Print out every record below, exactly as written.

Records for processing section start

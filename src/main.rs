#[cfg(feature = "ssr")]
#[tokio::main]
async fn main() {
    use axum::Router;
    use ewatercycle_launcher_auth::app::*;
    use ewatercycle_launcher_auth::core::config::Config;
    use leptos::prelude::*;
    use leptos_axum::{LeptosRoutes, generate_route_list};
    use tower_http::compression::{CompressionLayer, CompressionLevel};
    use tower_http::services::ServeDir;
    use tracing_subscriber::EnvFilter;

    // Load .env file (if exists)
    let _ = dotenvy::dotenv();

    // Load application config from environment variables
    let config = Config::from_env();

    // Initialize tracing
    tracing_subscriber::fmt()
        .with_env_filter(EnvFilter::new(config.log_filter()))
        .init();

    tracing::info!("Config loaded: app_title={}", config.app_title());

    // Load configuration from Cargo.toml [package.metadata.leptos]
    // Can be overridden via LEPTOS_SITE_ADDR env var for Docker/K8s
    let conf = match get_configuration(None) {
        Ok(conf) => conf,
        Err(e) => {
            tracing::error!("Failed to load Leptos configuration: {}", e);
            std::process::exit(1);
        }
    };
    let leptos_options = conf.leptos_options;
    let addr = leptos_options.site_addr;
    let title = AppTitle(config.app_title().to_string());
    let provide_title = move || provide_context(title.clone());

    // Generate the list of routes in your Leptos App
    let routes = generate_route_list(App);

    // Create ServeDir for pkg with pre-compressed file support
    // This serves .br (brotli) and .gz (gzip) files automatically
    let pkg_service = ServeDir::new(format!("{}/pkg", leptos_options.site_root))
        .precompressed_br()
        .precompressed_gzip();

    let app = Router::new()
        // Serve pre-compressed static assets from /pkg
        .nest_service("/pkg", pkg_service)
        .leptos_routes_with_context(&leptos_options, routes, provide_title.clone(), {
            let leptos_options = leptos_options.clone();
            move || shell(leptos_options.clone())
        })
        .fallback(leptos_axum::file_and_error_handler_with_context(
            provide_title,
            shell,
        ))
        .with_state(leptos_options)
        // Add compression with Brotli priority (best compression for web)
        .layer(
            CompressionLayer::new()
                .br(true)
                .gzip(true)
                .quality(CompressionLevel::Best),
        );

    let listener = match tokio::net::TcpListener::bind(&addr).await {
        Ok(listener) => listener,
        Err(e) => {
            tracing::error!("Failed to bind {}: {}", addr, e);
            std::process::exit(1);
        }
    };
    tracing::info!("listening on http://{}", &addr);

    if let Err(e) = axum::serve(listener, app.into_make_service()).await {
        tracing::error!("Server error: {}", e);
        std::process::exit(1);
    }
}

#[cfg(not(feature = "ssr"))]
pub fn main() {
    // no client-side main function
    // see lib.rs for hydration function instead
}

Records for processing section end

_Answer to this task_:
filename src/main.rs
#[cfg(feature = "ssr")]
#[tokio::main]
async fn main() {
    use axum::Router;
    use ewatercycle_launcher_auth::app::*;
    use ewatercycle_launcher_auth::core::config::Config;
    use leptos::prelude::*;
    use leptos_axum::{LeptosRoutes, generate_route_list};
    use tower_http::compression::{CompressionLayer, CompressionLevel};
    use tower_http::services::ServeDir;
    use tracing_subscriber::EnvFilter;

    // Load .env file (if exists)
    let _ = dotenvy::dotenv();

    // Load application config from environment variables
    let config = Config::from_env();

    // Initialize tracing
    tracing_subscriber::fmt()
        .with_env_filter(EnvFilter::new(config.log_filter()))
        .init();

    tracing::info!("Config loaded: app_title={}", config.app_title());

    // Load configuration from Cargo.toml [package.metadata.leptos]
    // Can be overridden via LEPTOS_SITE_ADDR env var for Docker/K8s
    let conf = match get_configuration(None) {
        Ok(conf) => conf,
        Err(e) => {
            tracing::error!("Failed to load Leptos configuration: {}", e);
            std::process::exit(1);
        }
    };
    let leptos_options = conf.leptos_options;
    let addr = leptos_options.site_addr;
    let title = AppTitle(config.app_title().to_string());
    let provide_title = move || provide_context(title.clone());

    // Generate the list of routes in your Leptos App
    let routes = generate_route_list(App);

    // Create ServeDir for pkg with pre-compressed file support
    // This serves .br (brotli) and .gz (gzip) files automatically
    let pkg_service = ServeDir::new(format!("{}/pkg", leptos_options.site_root))
        .precompressed_br()
        .precompressed_gzip();

    let app = Router::new()
        // Serve pre-compressed static assets from /pkg
        .nest_service("/pkg", pkg_service)
        .leptos_routes_with_context(&leptos_options, routes, provide_title.clone(), {
            let leptos_options = leptos_options.clone();
            move || shell(leptos_options.clone())
        })
        .fallback(leptos_axum::file_and_error_handler_with_context(
            provide_title,
            shell,
        ))
        .with_state(leptos_options)
        // Add compression with Brotli priority (best compression for web)
        .layer(
            CompressionLayer::new()
                .br(true)
                .gzip(true)
                .quality(CompressionLevel::Best),
        );

    let listener = match tokio::net::TcpListener::bind(&addr).await {
        Ok(listener) => listener,
        Err(e) => {
            tracing::error!("Failed to bind {}: {}", addr, e);
            std::process::exit(1);
        }
    };
    tracing::info!("listening on http://{}", &addr);

    if let Err(e) = axum::serve(listener, app.into_make_service()).await {
        tracing::error!("Server error: {}", e);
        std::process::exit(1);
    }
}

#[cfg(not(feature = "ssr"))]
pub fn main() {
    // no client-side main function
    // see lib.rs for hydration function instead
}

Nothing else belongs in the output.